### WORK TO BE COMPLETED
Take the lines below from the first through the one that contains "relative to the" and copy them exactly.

[Collected data]
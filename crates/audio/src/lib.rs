//! Sound catalogue and positional playback capability for moving entities.
//!
//! The kinematics core never talks to an audio device. It asks a
//! [`SoundPlayer`] to play a [`SoundId`] at a position relative to the
//! listener, and the host decides what that means.
//!
//! # Architecture
//!
//! - [`SoundId`] - Identifier for sound effects
//! - [`SoundPlayer`] - Capability the kinematics core plays sounds through
//! - [`SilentPlayer`] - Discards everything (headless runs, silent entities)
//! - [`SoundLog`] - Records every request (tests, traces)
//!
//! # Example
//!
//! ```ignore
//! let mut log = SoundLog::default();
//! log.play_positional(SoundId::footstep(7), DVec3::new(1.0, 0.0, 0.0));
//! assert_eq!(log.len(), 1);
//! ```

mod player;
mod sounds;

pub use player::{PlayedSound, SilentPlayer, SoundLog, SoundPlayer};
pub use sounds::SoundId;
//! Chunked in-memory block grid that the kinematics core queries.

mod block;
mod chunk;
mod grid;

pub use block::*;
pub use chunk::*;
pub use grid::*;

### ANSWER TO THE PROBLEM
filename crates/audio/src/lib.rs
//! Sound catalogue and positional playback capability for moving entities.
//!
//! The kinematics core never talks to an audio device. It asks a
//! [`SoundPlayer`] to play a [`SoundId`] at a position relative to the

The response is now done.